Digital Logos Edition
Fairbairn’s Typology of Scripture was the standard text on typology in its day, forging connections not only with the Bible, but with all Christian doctrine. This first volume of The Typology of Scripture: Viewed in Connection with the Entire Scheme of the Divine Dispensations begins with an inquiry into the principles of typical interpretation, to determine the real nature and design of types, and the extent to which they entered into God’s earlier dispensations; it then covers the dispensation of primeval and patriarchal times. Supplemental text is included in five appendixes. Typology of Scripture was widely considered to be essential for any Bible scholar. The second volume of The Typology of Scripture: Viewed in Connection with the Entire Scheme of the Divine Dispensations discusses the dispensation introduced by the law, redemption from Egypt, the instructions given to the Israelites for the construction of the tabernacle, Mosaic dispensation, and other historical developments. Four appendixes of supplemental text include an illustration of the alter of burnt offering.

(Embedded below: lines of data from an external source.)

pub mod anonymous;
pub mod details;
pub mod list;
pub mod status_view;
use crate::shared::api_utils::MY_ORDERS_PAGE_SIZE;
use contracts::domain::a001_order::MyOrdersPage;

/// Pagination state of the "My orders" page (zero-based page index)
#[derive(Clone, Debug, PartialEq, Eq)]
pub struct MyOrdersState {
    pub page: usize,
    pub page_size: usize,
    pub has_next: bool,
}

impl Default for MyOrdersState {
    fn default() -> Self {
        Self {
            page: 0,
            page_size: MY_ORDERS_PAGE_SIZE,
            has_next: false,
        }
    }
}

impl MyOrdersState {
    pub fn can_prev(&self) -> bool {
        self.page > 0
    }

    pub fn can_next(&self) -> bool {
        self.has_next
    }

    /// Step back one page; no-op on the first page
    pub fn prev(&mut self) -> bool {
        if !self.can_prev() {
            return false;
        }
        self.page -= 1;
        true
    }

    /// Step forward one page; no-op when the last page was reached
    pub fn next(&mut self) -> bool {
        if !self.can_next() {
            return false;
        }
        self.page += 1;
        true
    }

    /// Remember whether the loaded page has a successor
    pub fn apply_page(&mut self, page: &MyOrdersPage) {
        self.has_next = page.has_next(self.page_size);
    }

    /// Human-readable page indicator, e.g. "Page 2 of 5"
    pub fn page_label(&self, total_pages: usize) -> String {
        if total_pages > 0 {
            format!("Page {} of {}", self.page + 1, total_pages)
        } else {
            format!("Page {}", self.page + 1)
        }
    }
}

#[cfg(test)]
mod tests {
    use super::*;

    #[test]
    fn test_default_state() {
        let state = MyOrdersState::default();
        assert_eq!(state.page, 0);
        assert_eq!(state.page_size, 3);
        assert!(!state.can_prev());
        assert!(!state.can_next());
    }

    #[test]
    fn test_prev_is_noop_on_first_page() {
        let mut state = MyOrdersState::default();
        assert!(!state.prev());
        assert_eq!(state.page, 0);
    }

    #[test]
    fn test_next_follows_loaded_page() {
        let mut state = MyOrdersState::default();
        state.apply_page(&MyOrdersPage {
            current_page: 0,
            total_pages: 2,
            ..Default::default()
        });
        assert!(state.next());
        assert_eq!(state.page, 1);

        state.apply_page(&MyOrdersPage {
            current_page: 1,
            total_pages: 2,
            ..Default::default()
        });
        assert!(!state.next());
        assert_eq!(state.page, 1);
        assert!(state.prev());
        assert_eq!(state.page, 0);
    }

    #[test]
    fn test_page_label() {
        let state = MyOrdersState {
            page: 1,
            ..Default::default()
        };
        assert_eq!(state.page_label(5), "Page 2 of 5");
        assert_eq!(state.page_label(0), "Page 2");
    }
}
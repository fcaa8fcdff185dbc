use thiserror::Error;

/// Failure of a call to the backend API
#[derive(Debug, Clone, PartialEq, Eq, Error)]
pub enum ApiError {
    /// Request URL or body could not be built
    #[error("Failed to build request: {0}")]
    Request(String),
    /// Request could not be sent or the body could not be read
    #[error("Failed to send request: {0}")]
    Network(String),
    /// Non-2xx response; `message` is the backend text when it sent one
    #[error("Request failed ({status}): {message}")]
    Status { status: u16, message: String },
    #[error("Failed to parse response: {0}")]
    Decode(String),
}

impl ApiError {
    /// Text shown to the user; backend messages are passed through verbatim
    pub fn user_message(&self) -> String {
        match self {
            ApiError::Status { message, .. } => message.clone(),
            other => other.to_string(),
        }
    }

    pub fn status(&self) -> Option<u16> {
        match self {
            ApiError::Status { status, .. } => Some(*status),
            _ => None,
        }
    }
}

#[cfg(test)]
mod tests {
    use super::*;

    #[test]
    fn test_status_message_is_verbatim() {
        let err = ApiError::Status {
            status: 403,
            message: "Return period has expired".into(),
        };
        assert_eq!(err.user_message(), "Return period has expired");
        assert_eq!(err.status(), Some(403));
    }

    #[test]
    fn test_network_message() {
        let err = ApiError::Network("offline".into());
        assert_eq!(err.user_message(), "Failed to send request: offline");
        assert_eq!(err.status(), None);
    }
}
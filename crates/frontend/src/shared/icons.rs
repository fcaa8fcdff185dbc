use leptos::prelude::*;

pub fn icon(name: &str) -> AnyView {
    match name {
        "orders" => view! {
            <svg width="20" height="20" viewBox="0 0 24 24" fill="none" stroke="currentColor" stroke-width="2" stroke-linecap="round" stroke-linejoin="round" aria-hidden="true">
                <path d="M21 15V5a2 2 0 0 0-2-2H7l-4 4v8a2 2 0 0 0 2 2h6"/>
                <path d="M3 7h4V3"/>
                <path d="M16 21l2-2 4 4"/>
                <path d="M22 19a3 3 0 1 0-6 0 3 3 0 0 0 6 0z"/>
            </svg>
        }.into_any(),
        "x" => view! {
            <svg width="16" height="16" viewBox="0 0 24 24" fill="none" stroke="currentColor" stroke-width="2" stroke-linecap="round" stroke-linejoin="round" aria-hidden="true">
                <line x1="18" y1="6" x2="6" y2="18"/>
                <line x1="6" y1="6" x2="18" y2="18"/>
            </svg>
        }.into_any(),
        "download" => view! {
            <svg width="16" height="16" viewBox="0 0 24 24" fill="none" stroke="currentColor" stroke-width="2" stroke-linecap="round" stroke-linejoin="round" aria-hidden="true">
                <path d="M21 15v4a2 2 0 0 1-2 2H5a2 2 0 0 1-2-2v-4"/>
                <polyline points="7 10 12 15 17 10"/>
                <line x1="12" y1="15" x2="12" y2="3"/>
            </svg>
        }.into_any(),
        "undo" => view! {
            <svg width="16" height="16" viewBox="0 0 24 24" fill="none" stroke="currentColor" stroke-width="2" stroke-linecap="round" stroke-linejoin="round" aria-hidden="true">
                <polyline points="9 14 4 9 9 4"/>
                <path d="M20 20v-7a4 4 0 0 0-4-4H4"/>
            </svg>
        }.into_any(),
        "chevron-left" => view! {
            <svg width="16" height="16" viewBox="0 0 24 24" fill="none" stroke="currentColor" stroke-width="2" stroke-linecap="round" stroke-linejoin="round" aria-hidden="true">
                <polyline points="15 18 9 12 15 6"/>
            </svg>
        }.into_any(),
        "chevron-right" => view! {
            <svg width="16" height="16" viewBox="0 0 24 24" fill="none" stroke="currentColor" stroke-width="2" stroke-linecap="round" stroke-linejoin="round" aria-hidden="true">
                <polyline points="9 18 15 12 9 6"/>
            </svg>
        }.into_any(),
        "map-pin" => view! {
            <svg width="16" height="16" viewBox="0 0 24 24" fill="none" stroke="currentColor" stroke-width="2" stroke-linecap="round" stroke-linejoin="round" aria-hidden="true">
                <path d="M21 10c0 7-9 13-9 13s-9-6-9-13a9 9 0 0 1 18 0z"/>
                <circle cx="12" cy="10" r="3"/>
            </svg>
        }.into_any(),
        _ => view! {
            <svg width="20" height="20" viewBox="0 0 24 24" fill="none" stroke="currentColor" stroke-width="2" stroke-linecap="round" stroke-linejoin="round" aria-hidden="true">
                <circle cx="12" cy="12" r="10"/>
                <path d="M12 8v4l3 3"/>
            </svg>
        }.into_any(),
    }
}
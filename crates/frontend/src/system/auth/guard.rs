use contracts::system::auth::Session;
use leptos::prelude::*;

/// Component that requires an authenticated session
/// Shows fallback if no token is present
#[component]
pub fn RequireAuth(
    #[prop(into)] session: Signal<Session>,
    children: ChildrenFn,
) -> impl IntoView {
    view! {
        <Show
            when=move || session.with(|s| !s.is_anonymous())
            fallback=|| view! { <p class="alert alert--error">"User is not authenticated."</p> }
        >
            {children()}
        </Show>
    }
}
//! Browser file download for binary API responses
use wasm_bindgen::JsCast;
use web_sys::{Blob, BlobPropertyBag, HtmlAnchorElement, Url};

/// Save bytes as a file through a temporary `<a download>` link
pub fn save_bytes(bytes: &[u8], mime: &str, filename: &str) -> Result<(), String> {
    let blob = create_blob(bytes, mime)?;
    download_blob(&blob, filename)
}

fn create_blob(bytes: &[u8], mime: &str) -> Result<Blob, String> {
    let array = js_sys::Array::new();
    array.push(&js_sys::Uint8Array::from(bytes));

    let properties = BlobPropertyBag::new();
    properties.set_type(mime);

    Blob::new_with_u8_array_sequence_and_options(&array, &properties)
        .map_err(|e| format!("Failed to create blob: {:?}", e))
}

fn download_blob(blob: &Blob, filename: &str) -> Result<(), String> {
    let window = web_sys::window().ok_or("No window object")?;
    let document = window.document().ok_or("No document object")?;
    let body = document.body().ok_or("No body element")?;

    let url = Url::create_object_url_with_blob(blob)
        .map_err(|e| format!("Failed to create object URL: {:?}", e))?;

    let anchor = document
        .create_element("a")
        .map_err(|e| format!("Failed to create anchor: {:?}", e))?
        .dyn_into::<HtmlAnchorElement>()
        .map_err(|e| format!("Failed to cast to anchor: {:?}", e))?;

    anchor.set_href(&url);
    anchor.set_download(filename);
    anchor
        .style()
        .set_property("display", "none")
        .map_err(|e| format!("Failed to set style: {:?}", e))?;

    body.append_child(&anchor)
        .map_err(|e| format!("Failed to append anchor: {:?}", e))?;
    anchor.click();
    body.remove_child(&anchor)
        .map_err(|e| format!("Failed to remove anchor: {:?}", e))?;

    Url::revoke_object_url(&url).map_err(|e| format!("Failed to revoke URL: {:?}", e))?;

    Ok(())
}
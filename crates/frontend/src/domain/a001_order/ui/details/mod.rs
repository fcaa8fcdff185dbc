use crate::domain::a001_order::api::fetch_order;
use crate::domain::a001_order::ui::status_view::OrderStatusView;
use crate::system::auth::guard::RequireAuth;
use contracts::domain::a001_order::{OrderDetails, OrderId};
use contracts::domain::common::AggregateId;
use contracts::system::auth::Session;
use leptos::prelude::*;
use leptos_router::hooks::use_params_map;
use wasm_bindgen_futures::spawn_local;

/// `/orders/:id`
#[component]
pub fn OrderDetailRoute(#[prop(into)] session: Signal<Session>) -> impl IntoView {
    let params = use_params_map();
    let id = Memo::new(move |_| {
        params.with(|p| p.get("id").map(|raw| OrderId::from_string(&raw)))
    });

    move || match id.get() {
        Some(Ok(id)) => view! {
            <RequireAuth session=session>
                <OrderDetail id=id session=session />
            </RequireAuth>
        }
        .into_any(),
        Some(Err(e)) => {
            log::warn!("invalid order id in route: {}", e);
            view! { <div class="alert alert--error">"Order not found"</div> }.into_any()
        }
        None => view! { <div class="alert alert--error">"Order not found"</div> }.into_any(),
    }
}

/// Single order card loaded by id
#[component]
pub fn OrderDetail(id: OrderId, #[prop(into)] session: Signal<Session>) -> impl IntoView {
    let order = RwSignal::new(None::<OrderDetails>);
    let error = RwSignal::new(None::<String>);

    let session_snapshot = session.get_untracked();
    spawn_local(async move {
        match fetch_order(&session_snapshot, id).await {
            Ok(o) => order.set(Some(o)),
            Err(e) => {
                log::error!("Failed to fetch order {}: {}", id, e);
                error.set(Some(e.user_message()));
            }
        }
    });

    view! {
        <div class="order-detail">
            {move || error.get().map(|e| view! { <div class="alert alert--error">{e}</div> })}
            {move || match order.get() {
                Some(o) => view! { <OrderStatusView order=o session=session /> }.into_any(),
                None if error.with(Option::is_none) => view! { <p>"Loading..."</p> }.into_any(),
                None => ().into_any(),
            }}
        </div>
    }
}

“The typical is not properly a different or higher sense, but a different or higher application of the same sense” (Volume 1, Page 3)
“An allegory is a narrative, either expressly feigned for the purpose, or—if describing facts which really took place—describing them only for the purpose of representing certain higher truths or principles than the narrative, in its literal aspect, whether real or fictitious, could possibly have taught.” (Volume 1, Page 2)
“between allegorical and typical interpretations, properly so called” (Volume 1, Page 2)
“the positions assigned to the cherubim in Scripture” (Volume 1, Page 223)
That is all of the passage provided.